◆ What the exercise asks ◆
The entire listing below must be written out word for word.

━━━━━━

//! SQLite persistence for labs, patients, the allergen ledger, recipes and books.

pub mod repository;
pub mod sqlite;

pub use repository::*;
pub use sqlite::*;

use thiserror::Error;

#[derive(Error, Debug)]
pub enum DatabaseError {
    #[error("SQLite error: {0}")]
    Sqlite(#[from] rusqlite::Error),

    #[error("{entity_type} not found: {id}")]
    NotFound { entity_type: String, id: String },

    #[error("Unknown {field} value: {value}")]
    InvalidEnum { field: String, value: String },

    /// A JSON column could not be encoded or decoded.
    #[error("Bad JSON in {column}: {reason}")]
    InvalidJson { column: String, reason: String },

    #[error("Schema migration v{version} failed: {reason}")]
    MigrationFailed { version: i64, reason: String },

    /// Stored identifier is not a UUID.
    #[error("Invalid stored id {0}")]
    InvalidId(String),
}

━━━━━━

◆ Written answer ◆
//! SQLite persistence for labs, patients, the allergen ledger, recipes and books.

pub mod repository;
pub mod sqlite;

pub use repository::*;
pub use sqlite::*;

use thiserror::Error;

#[derive(Error, Debug)]
pub enum DatabaseError {
    #[error("SQLite error: {0}")]
    Sqlite(#[from] rusqlite::Error),

    #[error("{entity_type} not found: {id}")]
    NotFound { entity_type: String, id: String },

    #[error("Unknown {field} value: {value}")]
    InvalidEnum { field: String, value: String },

    /// A JSON column could not be encoded or decoded.
    #[error("Bad JSON in {column}: {reason}")]
    InvalidJson { column: String, reason: String },

    #[error("Schema migration v{version} failed: {reason}")]
    MigrationFailed { version: i64, reason: String },

    /// Stored identifier is not a UUID.
    #[error("Invalid stored id {0}")]
    InvalidId(String),
}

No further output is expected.